Auf dem Weg in mein Zimmer strömt mir ein beinahe penetranter Geruch entgegen, der aus dem Zimmer von Grace stammt. Ich kenne ihr Parfüm nur allzu gut, da sie es nicht nur auf ihre Haut sprüht, sondern im ganzen Raum verteilt. Vor ihrer Tür bleibe ich kurz stehen und stoße sie vorsichtig auf. Mein Blick wandert durch den Raum. Rechts steht ein weißer Schminktisch, auf dem Pinsel in runden Behältern stehen. Gegenüber der Tür befindet sich ihr Bett, vor dem ein taubenblauer Teppich liegt. Die flauschigen Kissen sind ordentlich nach Größe sortiert. Die schneeweiße Decke ist akkurat in den grauen Bettrahmen gesteckt.

Als ich das Zimmer betrete, wird der Geruch nach Rosen noch intensiver und vermischt sich mit dem Geruch von Leder. Wie gebannt folge ich ihm quer durch das Zimmer bis zum weiß lackierten Holzschrank. Ich kann es mir nicht verkneifen, den Schlüssel zu suchen, da ich ihn andernfalls nicht aufbekommen würde. Grace bewahrt in dem Schrank ihre Schuhe auf. Leider durfte ich sie bislang nicht ausleihen oder auch nur anprobieren, da die Schuhe sündhaft teuer waren. Unsere Eltern haben zwar genug Geld für teure Schuhe, Autos oder für die Villa, in der wir leben, aber eine Sache wünschen sie sich mehr als alles andere und können sie doch nicht kaufen: zwei perfekte Töchter.

Ich gebe mir viel Mühe in der Schule, aber Grace schlägt mich mit ihren Leistungen um Längen. Wahrscheinlich auch, weil sie schon immer zielstrebig war und Astrophysikerin werden möchte, während ich noch nicht einmal ein College gefunden habe. Manchmal weiß ich selbst nicht genau, was mich an Ostwood abschreckt, aber es ist vermutlich einfach zu perfekt für mich. Alles dort wirkt wie eine Fassade, doch darunter verbergen sie so viele Probleme, von denen die Erwachsenen meinen, man könne sie mit Geld und den richtigen Kontakten lösen. Es ist nichts weiter als eine riesige Inszenierung, ein Schauspiel, in dem jede und jeder nur eine Rolle spielt.

Mich hingegen interessieren logische Zusammenhänge, doch mehr als gut kombinieren kann ich nicht. Vor einigen Jahren habe ich fast alle Agatha-Christie-Folgen rund um den berühmten Detektiv Hercule Poirot gesehen und sie geliebt. Genau wie Grace. Doch jetzt ist alles anders.
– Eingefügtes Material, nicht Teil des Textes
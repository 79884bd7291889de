//! Backend registry: enumeration, slot accounting, exhaustion checks, and
//! complexity-based routing.
//!
//! The registry itself is immutable after init; slot counts come from the
//! lock registry and exhaustion from the persisted token state, so routing
//! always reflects what is actually on disk.

pub mod complexity;
pub mod stderr;
pub mod token_state;

pub use complexity::resolve_complexity;
pub use token_state::TokenState;

use crate::config::{BackendConfig, BackendKind, Config};
use crate::locks::LockRegistry;

/// Routing decision for one invocation.
#[derive(Debug, Clone, PartialEq, Eq)]
pub enum Route {
    /// Dispatch to this backend.
    To(String),
    /// No capable backend available; hold the event and retry later.
    Queued,
}

#[derive(Debug, Clone)]
pub struct BackendRegistry {
    backends: Vec<BackendConfig>,
}

impl BackendRegistry {
    pub fn from_config(config: &Config) -> Self {
        Self {
            backends: config.backends.clone(),
        }
    }

    pub fn list(&self) -> Vec<&str> {
        self.backends.iter().map(|b| b.name.as_str()).collect()
    }

    pub fn get(&self, name: &str) -> Option<&BackendConfig> {
        self.backends.iter().find(|b| b.name == name)
    }

    /// First local backend in the table (complexity-1 target).
    pub fn local(&self) -> Option<&BackendConfig> {
        self.backends.iter().find(|b| b.kind == BackendKind::Local)
    }

    /// First hosted backend in the table (complexity-3 target).
    pub fn hosted(&self) -> Option<&BackendConfig> {
        self.backends.iter().find(|b| b.kind == BackendKind::Api)
    }

    /// Free slots on a backend: `max_parallel` minus live locks, floored at 0.
    pub fn slots_available(&self, name: &str, locks: &LockRegistry) -> u32 {
        let Some(backend) = self.get(name) else {
            return 0;
        };
        let held = locks.count(name) as u32;
        backend.max_parallel.saturating_sub(held)
    }

    pub fn is_exhausted(&self, name: &str, tokens: &TokenState) -> bool {
        tokens.is_exhausted(name)
    }

    /// A backend is unavailable when exhausted or out of slots.
    fn available(&self, backend: &BackendConfig, locks: &LockRegistry, tokens: &TokenState) -> bool {
        !tokens.is_exhausted(&backend.name) && self.slots_available(&backend.name, locks) > 0
    }

    /// Map a complexity level to a backend.
    ///
    /// - 1: local only
    /// - 2: local preferred, overflow to hosted when local is busy or
    ///   exhausted
    /// - 3 (and anything else): hosted only
    ///
    /// Returns [`Route::Queued`] when every capable backend is unavailable.
    pub fn route(&self, complexity: u8, locks: &LockRegistry, tokens: &TokenState) -> Route {
        let local = self.local().filter(|b| self.available(b, locks, tokens));
        let hosted = self.hosted().filter(|b| self.available(b, locks, tokens));

        let chosen = match complexity {
            1 => local,
            2 => local.or(hosted),
            _ => hosted,
        };

        match chosen {
            Some(backend) => Route::To(backend.name.clone()),
            None => Route::Queued,
        }
    }
}

#[cfg(test)]
mod tests {
    use super::*;
    use crate::config::BackendKind;
    use chrono::{Duration, Utc};
    use tempfile::TempDir;

    fn test_registry() -> BackendRegistry {
        BackendRegistry {
            backends: vec![
                BackendConfig {
                    name: "claude".to_string(),
                    kind: BackendKind::Api,
                    command: "claude".to_string(),
                    max_parallel: 2,
                    flags: Vec::new(),
                    model: None,
                    endpoint: None,
                    invoker: None,
                },
                BackendConfig {
                    name: "ollama".to_string(),
                    kind: BackendKind::Local,
                    command: "ollama".to_string(),
                    max_parallel: 1,
                    flags: Vec::new(),
                    model: Some("llama3".to_string()),
                    endpoint: None,
                    invoker: None,
                },
            ],
        }
    }

    fn fixtures(temp: &TempDir) -> (LockRegistry, TokenState) {
        (
            LockRegistry::new(temp.path().join("locks")),
            TokenState::new(temp.path().join("token-state.json")),
        )
    }

    #[test]
    fn test_slots_reflect_live_locks() {
        let temp = TempDir::new().unwrap();
        let (locks, _) = fixtures(&temp);
        let registry = test_registry();
        let me = std::process::id();

        assert_eq!(registry.slots_available("claude", &locks), 2);
        locks.acquire("claude", "alpha", me).unwrap();
        assert_eq!(registry.slots_available("claude", &locks), 1);
        locks.acquire("claude", "beta", me).unwrap();
        assert_eq!(registry.slots_available("claude", &locks), 0);
        assert_eq!(registry.slots_available("unknown", &locks), 0);
    }

    #[test]
    fn test_route_by_complexity() {
        let temp = TempDir::new().unwrap();
        let (locks, tokens) = fixtures(&temp);
        let registry = test_registry();

        assert_eq!(
            registry.route(1, &locks, &tokens),
            Route::To("ollama".to_string())
        );
        assert_eq!(
            registry.route(2, &locks, &tokens),
            Route::To("ollama".to_string())
        );
        assert_eq!(
            registry.route(3, &locks, &tokens),
            Route::To("claude".to_string())
        );
    }

    #[test]
    fn test_route_complexity_2_overflows_to_hosted() {
        let temp = TempDir::new().unwrap();
        let (locks, tokens) = fixtures(&temp);
        let registry = test_registry();
        let me = std::process::id();

        // Fill ollama's single slot.
        locks.acquire("ollama", "busy", me).unwrap();
        assert_eq!(
            registry.route(2, &locks, &tokens),
            Route::To("claude".to_string())
        );
        assert_eq!(registry.route(1, &locks, &tokens), Route::Queued);
    }

    #[test]
    fn test_route_never_picks_full_backend() {
        let temp = TempDir::new().unwrap();
        let (locks, tokens) = fixtures(&temp);
        let registry = test_registry();
        let me = std::process::id();

        locks.acquire("claude", "a", me).unwrap();
        locks.acquire("claude", "b", me).unwrap();

        assert_eq!(registry.route(3, &locks, &tokens), Route::Queued);
    }

    #[test]
    fn test_route_respects_exhaustion() {
        let temp = TempDir::new().unwrap();
        let (locks, tokens) = fixtures(&temp);
        let registry = test_registry();

        tokens
            .mark_exhausted("claude", Utc::now() + Duration::hours(1))
            .unwrap();
        assert_eq!(registry.route(3, &locks, &tokens), Route::Queued);

        tokens
            .mark_exhausted("ollama", Utc::now() + Duration::hours(1))
            .unwrap();
        assert_eq!(registry.route(2, &locks, &tokens), Route::Queued);
        assert_eq!(registry.route(1, &locks, &tokens), Route::Queued);
    }

    #[test]
    fn test_route_complexity_2_prefers_local_over_exhausted() {
        let temp = TempDir::new().unwrap();
        let (locks, tokens) = fixtures(&temp);
        let registry = test_registry();

        tokens
            .mark_exhausted("ollama", Utc::now() + Duration::hours(1))
            .unwrap();
        assert_eq!(
            registry.route(2, &locks, &tokens),
            Route::To("claude".to_string())
        );
    }

    #[test]
    fn test_registry_lookups() {
        let registry = test_registry();
        assert_eq!(registry.list(), vec!["claude", "ollama"]);
        assert_eq!(registry.local().unwrap().name, "ollama");
        assert_eq!(registry.hosted().unwrap().name, "claude");
        assert!(registry.get("missing").is_none());
    }
}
Das College, auf das Grace gegangen ist, wirkt zu statisch. Ich stocke mitten in der Bewegung, gehe gedanklich meinen letzten Satz erschrocken noch mal durch. Grace geht nach wie vor nach Ostwood und wird auch bald wieder dort auftauchen. Ganz bestimmt.

Ein schlechtes Gewissen steigt trotzdem in mir hoch, weil ich bereits in eine Zukunft ohne sie blicke. Erneut kullert eine Träne über meine Wange, aber diesmal ausschließlich ihretwegen. Im Wohnzimmer habe ich mir Vorwürfe gemacht, dass sie nur aufgrund unseres Streits weggelaufen ist. In diesem Moment realisiere ich erst, dass Grace wirklich verschwunden ist. Ich spüre einen schmerzhaften Stich in meiner Magengrube. Als hätte mir jemand eine Faust in den Bauch gerammt. Mein Leben wird durch ihr Verschwinden nicht leichter werden, und durch unsere zahlreichen Auseinandersetzungen merke ich, wie sehr wir uns voneinander entfernt haben. Ich werde wahrscheinlich umso stärker in ihrem Schatten stehen, wenn sie verschwunden bleibt. Doch das Schlimmste daran wäre, dass ich mit ihr nie über die Dinge reden könnte, die zwischen uns stehen. Keine Aussprache, keine Entschuldigungen, keine Versöhnung. Zwar scheine ich meinen Eltern nicht so wichtig zu sein wie Grace, aber vielleicht brauchen wir Schwestern einander gerade deswegen. Vielleicht brauche ich sie gerade deswegen.

Meine Gedanken und Gefühle fahren Achterbahn. Mir wird noch schlechter, als ich bemerke, dass ich ihr Verschwinden ausnutze und zunächst an ihre teuren Schuhe gedacht habe. Meine Eltern glauben, dass ich nur wegen Grace’ Verschwinden geweint habe, da sie von unserem lauten Wortwechsel heute Morgen nichts wissen. Die Schuldgefühle nagen an mir, weil ich so wütend war. Aber jetzt mischen sie sich immer stärker mit Bedauern.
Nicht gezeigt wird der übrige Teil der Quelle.